● Task goal: Here are some records; copy every line that holds the word "ConvergenceResult".

● Dataset content:
______

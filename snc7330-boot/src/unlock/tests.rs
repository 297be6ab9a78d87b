use std::collections::BTreeMap;
use std::vec::Vec;

use super::{Config, Outcome, Sequencer, State};
use crate::fpb::{self, Comp, Ctrl, Replace};
use crate::regs::{Reg, RegisterFile, REMAP_TABLE_ADDR};
use crate::wdt;

#[derive(Debug, Clone, Copy, PartialEq, Eq)]
enum Access {
    Read(Reg),
    Write(Reg, u32),
}

/// Register file backed by a map. Registers never written read as their reset value.
#[derive(Debug, Default, Clone)]
struct SimRegisters {
    values: BTreeMap<Reg, u32>,
    log: Vec<Access>,
}

impl SimRegisters {
    fn with_osc_ctrl(osc_ctrl: u32) -> Self {
        let mut regs = Self::default();
        // Reset value left behind by the mask ROM: watchdog running, FPB off.
        regs.values.insert(Reg::WdtCfg, wdt::KEY | 1);
        regs.values.insert(Reg::FpCtrl, 0x0000_0260);
        regs.values.insert(Reg::OscCtrl, osc_ctrl);
        regs
    }

    fn get(&self, reg: Reg) -> u32 {
        self.values.get(&reg).copied().unwrap_or(0)
    }

    fn writes(&self) -> Vec<(Reg, u32)> {
        self.log
            .iter()
            .filter_map(|a| match *a {
                Access::Write(reg, value) => Some((reg, value)),
                Access::Read(_) => None,
            })
            .collect()
    }
}

impl RegisterFile for SimRegisters {
    fn read(&mut self, reg: Reg) -> u32 {
        self.log.push(Access::Read(reg));
        self.get(reg)
    }

    fn write(&mut self, reg: Reg, value: u32) {
        self.log.push(Access::Write(reg, value));
        self.values.insert(reg, value);
    }
}

fn run(osc_ctrl: u32) -> (Outcome, SimRegisters) {
    let mut seq = Sequencer::new(SimRegisters::with_osc_ctrl(osc_ctrl), Config::default());
    let outcome = seq.run();
    (outcome, seq.into_inner())
}

#[test]
fn gate_closed_halts_with_watchdog_disabled() {
    let (outcome, mut regs) = run(0x0);

    assert_eq!(outcome, Outcome::HaltedLocked);
    assert_eq!(regs.writes(), [(Reg::WdtCfg, wdt::KEY)]);
    assert!(regs
        .log
        .iter()
        .all(|a| !matches!(a, Access::Write(r, _) | Access::Read(r) if r.is_patch_unit())));
    assert!(!wdt::is_enabled(&mut regs));
}

#[test]
fn gate_closed_ignores_other_osc_ctrl_bits() {
    let (outcome, regs) = run(0xFFFF_FFF7);

    assert_eq!(outcome, Outcome::HaltedLocked);
    assert_eq!(regs.writes().len(), 1);
    assert!(regs.writes().iter().all(|(reg, _)| reg.is_watchdog()));
}

#[test]
fn gate_open_patches_and_arms_watchdog() {
    let (outcome, regs) = run(0x8);

    assert_eq!(outcome, Outcome::PatchedAndArmed);
    assert_eq!(regs.get(Reg::RemapTable(0)), 0xBF00_BF00);
    assert_eq!(regs.get(Reg::FpRemap), REMAP_TABLE_ADDR & fpb::REMAP_ADDR_MASK);

    let comp = Comp::from_bits(regs.get(Reg::FpComp(0)));
    assert!(comp.enable());
    assert_eq!(comp.replace(), Replace::Remap);
    assert_eq!(comp.address(), Config::PATCH_ADDRESS);
    assert_eq!(regs.get(Reg::FpComp(0)), 0x0800_54A4 | 1);

    assert_eq!(regs.get(Reg::FpCtrl) & 0b11, 0b11);
    // NUM_CODE/NUM_LIT are preserved by the read-modify-write.
    assert_eq!(Ctrl::from_bits(regs.get(Reg::FpCtrl)).num_code1(), 6);

    let cfg = wdt::Cfg::from_bits(regs.get(Reg::WdtCfg));
    assert!(cfg.wdten());
    assert!(!cfg.wdtie());
    assert_eq!(regs.get(Reg::WdtCfg), 0x5AFA_0001);
}

#[test]
fn gate_open_write_order() {
    let (_, regs) = run(0x8);

    let fp_ctrl = 0x0000_0260 | 0b11;
    assert_eq!(
        regs.writes(),
        [
            (Reg::WdtCfg, 0x5AFA_0000),
            (Reg::RemapTable(0), 0xBF00_BF00),
            (Reg::FpRemap, 0x0000_0180),
            (Reg::FpComp(0), 0x0800_54A5),
            (Reg::FpCtrl, fp_ctrl),
            (Reg::WdtFeed, 0x5AFA_55AA),
            (Reg::WdtCfg, 0x5AFA_0001),
        ]
    );
}

#[test]
fn watchdog_disabled_before_gate_is_read() {
    let (_, regs) = run(0x8);

    let disable = regs
        .log
        .iter()
        .position(|a| *a == Access::Write(Reg::WdtCfg, wdt::KEY))
        .unwrap();
    let gate = regs
        .log
        .iter()
        .position(|a| *a == Access::Read(Reg::OscCtrl))
        .unwrap();
    assert!(disable < gate);
}

#[test]
fn watchdog_fed_before_enable() {
    let (_, regs) = run(0x8);
    let writes = regs.writes();

    let feed = writes.iter().position(|w| w.0 == Reg::WdtFeed).unwrap();
    let enable = writes
        .iter()
        .rposition(|w| *w == (Reg::WdtCfg, 0x5AFA_0001))
        .unwrap();
    assert!(feed < enable);
}

#[test]
fn step_walks_states_in_order() {
    let mut seq = Sequencer::new(SimRegisters::with_osc_ctrl(0x8), Config::default());

    assert_eq!(seq.state(), State::Start);
    assert_eq!(seq.step(), State::WdtDisabled);
    assert_eq!(seq.step(), State::GateChecked { open: true });
    assert_eq!(seq.step(), State::PatchedAndArmed);
    assert!(seq.state().is_terminal());
}

#[test]
fn terminal_state_is_absorbing() {
    let mut seq = Sequencer::new(SimRegisters::with_osc_ctrl(0x0), Config::default());
    seq.run();
    let accesses = seq.into_inner().log.len();

    let mut seq = Sequencer::new(SimRegisters::with_osc_ctrl(0x0), Config::default());
    seq.run();
    assert_eq!(seq.step(), State::HaltedLocked);
    assert_eq!(seq.step(), State::HaltedLocked);
    assert_eq!(seq.into_inner().log.len(), accesses);
}

#[test]
fn gate_closed_is_repeatable_across_resets() {
    let (first_outcome, first) = run(0x0);
    let (second_outcome, second) = run(0x0);

    assert_eq!(first_outcome, second_outcome);
    assert_eq!(first.values, second.values);
    assert_eq!(first.log, second.log);
}

#[test]
fn bad_patch_address_still_arms_watchdog() {
    let config = Config::new(0x0800_54A6, Config::NOP_NOP);
    let mut seq = Sequencer::new(SimRegisters::with_osc_ctrl(0x8), config);

    assert_eq!(seq.run(), Outcome::PatchedAndArmed);
    let regs = seq.into_inner();
    assert_eq!(regs.get(Reg::FpCtrl) & 0b11, 0);
    assert!(!regs.values.contains_key(&Reg::FpComp(0)));
    assert_eq!(regs.get(Reg::WdtCfg), 0x5AFA_0001);
}

#[test]
fn custom_patch_target() {
    let config = Config::new(0x0800_1000, 0xE7FE_E7FE);
    assert_eq!(Config::default(), Config::new(0x0800_54A4, 0xBF00_BF00));

    let mut seq = Sequencer::new(SimRegisters::with_osc_ctrl(0x8), config);
    assert_eq!(seq.run(), Outcome::PatchedAndArmed);
    let regs = seq.into_inner();
    assert_eq!(regs.get(Reg::RemapTable(0)), 0xE7FE_E7FE);
    assert_eq!(Comp::from_bits(regs.get(Reg::FpComp(0))).address(), 0x0800_1000);
}

#[test]
fn register_addresses_match_memory_map() {
    assert_eq!(Reg::FpCtrl.addr(), 0xE000_2000);
    assert_eq!(Reg::FpRemap.addr(), 0xE000_2004);
    assert_eq!(Reg::FpComp(0).addr(), 0xE000_2008);
    assert_eq!(Reg::FpComp(1).addr(), 0xE000_200C);
    assert_eq!(Reg::WdtCfg.addr(), 0x4000_8000);
    assert_eq!(Reg::WdtClkSource.addr(), 0x4000_8004);
    assert_eq!(Reg::WdtCount.addr(), 0x4000_8008);
    assert_eq!(Reg::WdtFeed.addr(), 0x4000_800C);
    assert_eq!(Reg::OscCtrl.addr(), 0x4500_0000);
    assert_eq!(Reg::RemapTable(1).addr(), 0x2000_0184);
}

#[test]
fn fpb_install_rejects_bad_slots() {
    let mut regs = SimRegisters::default();
    assert_eq!(
        fpb::install(&mut regs, 8, 0x0800_0000, 0),
        Err(fpb::Error::InvalidSlot { slot: 8 })
    );
    assert_eq!(
        fpb::install(&mut regs, 0, 0x2000_0000, 0),
        Err(fpb::Error::AddressOutOfRange { addr: 0x2000_0000 })
    );
    assert!(regs.log.is_empty());
}

#[test]
fn fpb_disable_all_clears_comparators() {
    let (_, mut regs) = run(0x8);
    fpb::disable_all(&mut regs);

    assert_eq!(regs.get(Reg::FpComp(0)), 0);
    assert!(!Ctrl::from_bits(regs.get(Reg::FpCtrl)).enable());
}
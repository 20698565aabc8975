// src/engine.rs
//! Request pipelines wiring the components together.
//!
//! ```text
//! provider ─► simulate(RiskNeutral) ─► evaluate_call ─► price ─► analyze
//! provider ─► simulate(Empirical)   ─► mean_path / mean_at_step
//! ```

use crate::analytics::bs_analytic::bs_call_price;
use crate::analytics::path_summary::{mean_at_step, mean_path};
use crate::config::EngineConfig;
use crate::error::{validation::*, PricerResult};
use crate::market_data::{IndexInputs, MarketDataProvider, OptionInputs};
use crate::mc::convergence::{analyze_with, ConvergenceResult};
use crate::mc::payoffs::evaluate_call;
use crate::mc::pricer::{price_with, PriceEstimate};
use crate::models::SimulationModel;
use crate::simulation::{simulate, PathEnsemble, SimulationParameters};
use rand::Rng;
use serde::Serialize;

/// Outcome of one call-valuation request
#[derive(Debug, Clone, PartialEq, Serialize)]
pub struct CallValuation {
    pub inputs: OptionInputs,
    pub estimate: PriceEstimate,
    pub convergence: ConvergenceResult,
    /// Black-Scholes price for the same inputs
    pub closed_form: f64,
}

/// Value a European call by risk-neutral Monte Carlo and compare it with the
/// contract's market price.
///
/// # Errors
///
/// Any provider error, `InvalidParameter` for a contract with no time left to
/// simulate, and the errors of the pricer and the analyzer.
pub fn value_call<P, R>(provider: &P, cfg: &EngineConfig, rng: &mut R) -> PricerResult<CallValuation>
where
    P: MarketDataProvider + ?Sized,
    R: Rng + ?Sized,
{
    cfg.validate()?;
    let inputs = provider.option_inputs()?;
    inputs.validate()?;
    validate_positive("time_to_expiry_years", inputs.time_to_expiry_years)?;

    let params = SimulationParameters::new(
        inputs.spot_price,
        cfg.option_steps,
        cfg.option_paths,
        inputs.risk_free_rate,
        inputs.volatility,
        inputs.time_to_expiry_years,
    )?;
    let ensemble = simulate(&params, SimulationModel::RiskNeutral, rng)?;
    let payoffs = evaluate_call(&ensemble, inputs.strike)?;
    drop(ensemble);

    let estimate = price_with(
        &payoffs,
        inputs.risk_free_rate,
        inputs.time_to_expiry_years,
        cfg.error_convention,
    )?;
    let convergence = analyze_with(&estimate, inputs.market_price, cfg.density)?;
    let closed_form = bs_call_price(
        inputs.spot_price,
        inputs.strike,
        inputs.risk_free_rate,
        inputs.volatility,
        inputs.time_to_expiry_years,
    );

    tracing::info!(
        value = estimate.value,
        standard_error = estimate.standard_error,
        market_price = inputs.market_price,
        closed_form,
        "valued call"
    );

    Ok(CallValuation {
        inputs,
        estimate,
        convergence,
        closed_form,
    })
}

/// Simulated index paths with their cross-path mean
#[derive(Debug, Clone)]
pub struct IndexForecast {
    pub inputs: IndexInputs,
    pub ensemble: PathEnsemble,
    /// Mean price after each simulated day
    pub mean_path: Vec<f64>,
}

impl IndexForecast {
    /// Average simulated index level after `step` days (1-based)
    pub fn average_at(&self, step: usize) -> PricerResult<f64> {
        mean_at_step(&self.ensemble, step)
    }
}

/// Forecast the index with the empirical-volatility model
pub fn forecast_index<P, R>(provider: &P, cfg: &EngineConfig, rng: &mut R) -> PricerResult<IndexForecast>
where
    P: MarketDataProvider + ?Sized,
    R: Rng + ?Sized,
{
    cfg.validate()?;
    let inputs = provider.index_inputs()?;
    inputs.validate()?;

    let params = SimulationParameters::daily(
        inputs.initial_index_price,
        cfg.index_horizon_steps,
        cfg.index_paths,
        inputs.historical_return_std,
    )?;
    let ensemble = simulate(&params, SimulationModel::Empirical, rng)?;
    let mean_path = mean_path(&ensemble);

    tracing::info!(
        paths = ensemble.path_count(),
        days = ensemble.horizon_steps(),
        final_mean = mean_path.last().copied().unwrap_or(inputs.initial_index_price),
        "forecast index paths"
    );

    Ok(IndexForecast {
        inputs,
        ensemble,
        mean_path,
    })
}

#[cfg(test)]
mod tests {
    use super::*;
    use crate::error::PricerError;
    use crate::market_data::FixedMarketData;
    use crate::rng::seed_rng_from_u64;

    fn fixture() -> FixedMarketData {
        FixedMarketData {
            option: OptionInputs {
                spot_price: 100.0,
                strike: 100.0,
                time_to_expiry_years: 1.0,
                risk_free_rate: 0.01,
                volatility: 0.2,
                market_price: 8.5,
            },
            index: IndexInputs {
                initial_index_price: 2200.0,
                historical_return_std: 0.009,
            },
        }
    }

    fn small_config() -> EngineConfig {
        EngineConfig {
            option_paths: 2_000,
            option_steps: 12,
            index_paths: 50,
            index_horizon_steps: 20,
            ..Default::default()
        }
    }

    #[test]
    fn test_value_call_pipeline() {
        let valuation =
            value_call(&fixture(), &small_config(), &mut seed_rng_from_u64(42)).unwrap();

        assert!(valuation.estimate.value > 0.0);
        assert!(valuation.estimate.standard_error > 0.0);
        assert!((valuation.convergence.discrepancy - (valuation.estimate.value - 8.5)).abs() < 1e-12);
        assert_eq!(valuation.convergence.density_domain.len(), 100);
        assert!((valuation.closed_form - 8.4333).abs() < 1e-3);
    }

    #[test]
    fn test_expired_contract_rejected() {
        let mut data = fixture();
        data.option.time_to_expiry_years = 0.0;
        assert!(matches!(
            value_call(&data, &small_config(), &mut seed_rng_from_u64(1)),
            Err(PricerError::InvalidParameter { .. })
        ));
    }

    #[test]
    fn test_deep_out_of_the_money_call_still_valued() {
        let mut data = fixture();
        data.option.strike = 300.0;
        data.option.time_to_expiry_years = 0.1;
        data.option.volatility = 0.1;
        data.option.market_price = 0.05;

        let valuation = value_call(&data, &small_config(), &mut seed_rng_from_u64(42)).unwrap();

        assert_eq!(valuation.estimate.value, 0.0);
        assert_eq!(valuation.estimate.standard_error, 0.0);
        assert!((valuation.convergence.discrepancy + 0.05).abs() < 1e-12);
        assert_eq!(valuation.convergence.density_domain, vec![valuation.convergence.discrepancy]);
        assert!(valuation.closed_form < 1e-12);
    }

    #[test]
    fn test_forecast_index_pipeline() {
        let forecast =
            forecast_index(&fixture(), &small_config(), &mut seed_rng_from_u64(7)).unwrap();

        assert_eq!(forecast.mean_path.len(), 20);
        assert_eq!(forecast.ensemble.path_count(), 50);
        assert_eq!(forecast.average_at(20).unwrap(), forecast.mean_path[19]);
        assert!(forecast.average_at(21).is_err());
    }
}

______

● Reply to the exercise:
use crate::mc::convergence::{analyze_with, ConvergenceResult};
    pub convergence: ConvergenceResult,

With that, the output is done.